The Holy Father and the Superior General of the Society of Jesus, Fr Adolfo Nicolas SJ
The children did occasionally attend school but it tended to be a dozen or so different schools within a year, their parents were more or less illiterate, and of the children the girls tended to read better than the boys, who as soon as they were strong enough ended up working with their fathers. Religion seemed to be a matriarchal, there was family Rosary, which men joined in but it was led by the grandmother. Grandmother too was the chief catechist, she had taught herself to read, but had committed most of the Penny Catechism to memory. The children she catechised, knew or rather had committed to memory most of the catechism. Her catechetical method was simply, the children sat around her and were interrogated. 'Who made you?' the right answer, the child got a sweet from the bowl on her lap, the wrong answer a not very heavy tap on the arm from the wooden spoon also in her lap.
My role was not so much to teach the faith but to teach them how to behave in church. Though they understood the importance of attending Mass, it was boring and their itinerant lifestyle made weekly attendance difficult and prejudice made them feel unwelcomed. They were good at praying but pretty bad at sitting still and listening. I have occasionally come across this family since, the last time was a few months ago when some of them turned to Mass on the twentieth anniversary of their grandfathers death. There was a different matriarch, the earlier grandmother had I presumed died, the new one came with a gang of sons and a few daughters, none received Holy Communion, all lit candles at Communion time, and after Mass all were waiting outside the confessional.
The way they lived they lived and understood the faith, seemed to be how Catholics had passed on the faith for centuries. It was part of an oral tradition handed down in a matriarchal non-literate society. Church buildings were important as places to pray, priests were important as givers of grace but it was the family that was the most important factor in both worship and catechesis. Somehow I think that they were spared much by not being literate, by having little contact with schools or churches.
The interesting phenomena of American academics complaining in a letter to the New York Times about Ross Douthat writing on theological or ecclesiological issues seems emblematic of an ecclesial life that has become, and seems to be coming increasingly top down, It is faith which is handed down by experts or specialists rather than bubbles up, which I would suggest is profoundly un-Catholic. It is as far from St Vincent of Lerrins' understanding of the Catholic faith as having 'been believed everywhere, always, by all'. It is elitist, not at all like the inverted pyramid that the Pope has described.
Just as we each have a guardian angel and perhaps a guardian devil, so each Council seems to have one. Vatican Two the spirit of Relativism, Vatican One the spirit of Ultramontanism, perhaps Trent had the spirit of Didacticism. Some have suggested that Councils do more damage than good, it certainly seems that a Council attempts to clear up the house and expel the demon that occupied it only to discover that the demon returns with seven more.
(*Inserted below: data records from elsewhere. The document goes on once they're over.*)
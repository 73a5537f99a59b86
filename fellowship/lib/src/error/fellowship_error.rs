use thiserror::Error;

use super::{ApiError, ClientError, ConfigError, FilterError, ValidationError};

/// Top-level error type for all client operations.
#[derive(Debug, Error)]
pub enum FellowshipError {
    #[error(transparent)]
    Filter(#[from] FilterError),

    #[error(transparent)]
    Api(#[from] ApiError),

    #[error(transparent)]
    Client(#[from] ClientError),

    #[error(transparent)]
    Validation(#[from] ValidationError),

    #[error(transparent)]
    Config(#[from] ConfigError),

    /// The caller's cancellation token fired before the response completed.
    #[error("Request cancelled")]
    Cancelled,
}

impl FellowshipError {
    /// Returns `true` if the call ended because it was cancelled.
    pub fn is_cancelled(&self) -> bool {
        matches!(self, Self::Cancelled)
    }

    /// Returns the HTTP status code for API errors.
    pub fn status_code(&self) -> Option<u16> {
        match self {
            Self::Api(err) => Some(err.status_code),
            _ => None,
        }
    }
}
Jesuit general congregation at the Vatican |
I wonder when the definition of a theologian moved from the patristic 'one who prays is a theologian, a theologian is one who prays', to a theologian is one with a degree in theology. with a certificate on his wall. It marks a radical change, a movement from theology as the fruit of a relationship to one in which God becomes something to be spoken about rather than spoken with, a mere phenonemon, an academic discipline cut free of a personal relationship. Jesuitism has always had poor regard for liturgy from it foundation, the first order not to celebrate the Office in choir. The great influence of the Jesuits on the liturgy was to remove choir stalls from our churches and replace them with pulpits. The focus becoming not the prayer of the brethren but the words of the specialist, the trained preacher. As necessary as this might of been it was a disenfranchisement of ordinary Catholics.
The wise Fr Mark Kirby gives an illustration of the development of this didacticism in this article about the Rosary facing the people. I was bemused recently by a layman showing a fragment of a Saxon altar who said something about a saint 'preaching from that altar'. The truth is that at that period preaching would have taken place rarely and probably less likely in the liturgy than the chapter house or the back of church or the market square but never from the altar, The phrase shows what we have come to, no-one can be trusted to pray without the intervention of a 'Doctor of the Law', the liturgy itself is not of value for its real purpose, to worship but as a setting for teaching.